■ DESCRIPTION OF THE TASK:
Identical copies of all the records below are needed.

☆ ☆ ☆

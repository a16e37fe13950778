//! Poll-based reactor. A single thread `poll`s every peer socket, the
//! listener and the waker, feeds decoded readiness into the service, and
//! carries out the [`Io`] instructions the service emits in return.
use std::{
    borrow::Cow,
    collections::{HashMap, HashSet},
    io,
    io::prelude::*,
    net,
    net::SocketAddr,
    sync::Arc,
    time,
    time::SystemTime,
};

use async_trait::async_trait;
use flume as chan;
use flume::Receiver;
use tokio::select;
use tokio_util::sync::CancellationToken;
use tracing::{debug, error, trace};

use crate::net::socket::Socket;
use crate::net::time::Timeouts;
use crate::net::{
    Disconnect, Error, Io, Link, LocalDuration, LocalTime, NetReactor, NetWaker, Service, Source,
};

/// Maximum time to wait when reading from a socket.
const READ_TIMEOUT: time::Duration = time::Duration::from_secs(6);
/// Maximum time to wait when writing to a socket.
const WRITE_TIMEOUT: time::Duration = time::Duration::from_secs(3);
/// Maximum amount of time to wait for i/o.
const WAIT_TIMEOUT: LocalDuration = LocalDuration::from_secs(5);
/// Socket read buffer size.
const READ_BUFFER_SIZE: usize = 1024 * 192;

pub type ReactorTcp = Reactor<net::TcpStream>;

#[derive(Clone)]
pub struct Waker(Arc<popol::Waker>);

impl Waker {
    fn new(sources: &mut popol::Sources<Source>) -> io::Result<Self> {
        let waker = Arc::new(popol::Waker::new(sources, Source::Waker)?);

        Ok(Self(waker))
    }
}

impl NetWaker for Waker {
    fn wake(&self) -> io::Result<()> {
        self.0.wake()
    }
}

/// A single-threaded non-blocking reactor.
pub struct Reactor<R: Write + Read> {
    sockets: HashMap<SocketAddr, Socket<R>>,
    connecting: HashSet<SocketAddr>,
    sources: popol::Sources<Source>,
    waker: Waker,
    timeouts: Timeouts,
    listening: chan::Sender<SocketAddr>,
}

#[async_trait]
impl NetReactor for Reactor<net::TcpStream> {
    type Waker = Waker;

    /// Construct a new reactor, given a channel to publish the bound listen
    /// address on.
    fn new(listening: chan::Sender<SocketAddr>) -> Result<Self, io::Error> {
        let mut sources = popol::Sources::new();
        let waker = Waker::new(&mut sources)?;

        Ok(Self {
            sockets: HashMap::new(),
            connecting: HashSet::new(),
            sources,
            waker,
            timeouts: Timeouts::new(LocalDuration::from_secs(1)),
            listening,
        })
    }

    /// Run the given service with the reactor.
    async fn run<S>(
        &mut self,
        listen_addr: &SocketAddr,
        mut service: S,
        commands: Receiver<S::Command>,
        cancellation: CancellationToken,
    ) -> Result<(), Error>
    where
        S: Service + Send + Sync,
        S::DisconnectReason: Into<Disconnect<S::DisconnectReason>> + Send + Sync,
    {
        let listener = self.listen(listen_addr).await?;

        let local_time = SystemTime::now().into();
        service.initialize(local_time).await;

        self.process(&mut service, local_time).await;

        // I/O readiness events populated by `popol::Sources::wait_timeout`.
        let mut events = Vec::with_capacity(32);

        loop {
            select! {
                _ = cancellation.cancelled() => {
                    trace!("Reactor cancelled");
                    break Ok(());
                }
                result = self.step(&mut events, &mut service, &commands, &listener) => {
                    if let Err(e) = result {
                        break Err(e);
                    }
                }
            }
        }
    }

    /// Return a new waker.
    ///
    /// Used to wake up the main event loop.
    fn waker(&self) -> Self::Waker {
        self.waker.clone()
    }
}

☆ ☆ ☆

■ EXPECTED ANSWER:
repository a16e37fe13950778
//! Poll-based reactor. A single thread `poll`s every peer socket, the
//! listener and the waker, feeds decoded readiness into the service, and
//! carries out the [`Io`] instructions the service emits in return.
use std::{
    borrow::Cow,
    collections::{HashMap, HashSet},
    io,
    io::prelude::*,
    net,
    net::SocketAddr,
    sync::Arc,
    time,
    time::SystemTime,
};

use async_trait::async_trait;
use flume as chan;
use flume::Receiver;
use tokio::select;
use tokio_util::sync::CancellationToken;
use tracing::{debug, error, trace};

use crate::net::socket::Socket;
use crate::net::time::Timeouts;
use crate::net::{
    Disconnect, Error, Io, Link, LocalDuration, LocalTime, NetReactor, NetWaker, Service, Source,
};

/// Maximum time to wait when reading from a socket.
const READ_TIMEOUT: time::Duration = time::Duration::from_secs(6);
/// Maximum time to wait when writing to a socket.
const WRITE_TIMEOUT: time::Duration = time::Duration::from_secs(3);
/// Maximum amount of time to wait for i/o.
const WAIT_TIMEOUT: LocalDuration = LocalDuration::from_secs(5);
/// Socket read buffer size.
const READ_BUFFER_SIZE: usize = 1024 * 192;

pub type ReactorTcp = Reactor<net::TcpStream>;

#[derive(Clone)]
pub struct Waker(Arc<popol::Waker>);

impl Waker {
    fn new(sources: &mut popol::Sources<Source>) -> io::Result<Self> {
        let waker = Arc::new(popol::Waker::new(sources, Source::Waker)?);

        Ok(Self(waker))
    }
}

impl NetWaker for Waker {
    fn wake(&self) -> io::Result<()> {
        self.0.wake()
    }
}

/// A single-threaded non-blocking reactor.
pub struct Reactor<R: Write + Read> {
    sockets: HashMap<SocketAddr, Socket<R>>,
    connecting: HashSet<SocketAddr>,
    sources: popol::Sources<Source>,
    waker: Waker,
    timeouts: Timeouts,
    listening: chan::Sender<SocketAddr>,
}

#[async_trait]
impl NetReactor for Reactor<net::TcpStream> {
    type Waker = Waker;

    /// Construct a new reactor, given a channel to publish the bound listen
    /// address on.
    fn new(listening: chan::Sender<SocketAddr>) -> Result<Self, io::Error> {
        let mut sources = popol::Sources::new();
        let waker = Waker::new(&mut sources)?;

        Ok(Self {
            sockets: HashMap::new(),
            connecting: HashSet::new(),
            sources,
            waker,
            timeouts: Timeouts::new(LocalDuration::from_secs(1)),
            listening,
        })
    }

    /// Run the given service with the reactor.
    async fn run<S>(
        &mut self,
        listen_addr: &SocketAddr,
        mut service: S,
        commands: Receiver<S::Command>,
        cancellation: CancellationToken,
    ) -> Result<(), Error>
    where
        S: Service + Send + Sync,
        S::DisconnectReason: Into<Disconnect<S::DisconnectReason>> + Send + Sync,
    {
        let listener = self.listen(listen_addr).await?;

        let local_time = SystemTime::now().into();
        service.initialize(local_time).await;

        self.process(&mut service, local_time).await;

        // I/O readiness events populated by `popol::Sources::wait_timeout`.
        let mut events = Vec::with_capacity(32);

        loop {
            select! {
                _ = cancellation.cancelled() => {
                    trace!("Reactor cancelled");
                    break Ok(());
                }
                result = self.step(&mut events, &mut service, &commands, &listener) => {
                    if let Err(e) = result {
                        break Err(e);
                    }
                }
            }
        }
    }

    /// Return a new waker.
    ///
    /// Used to wake up the main event loop.
    fn waker(&self) -> Self::Waker {
        self.waker.clone()
    }
}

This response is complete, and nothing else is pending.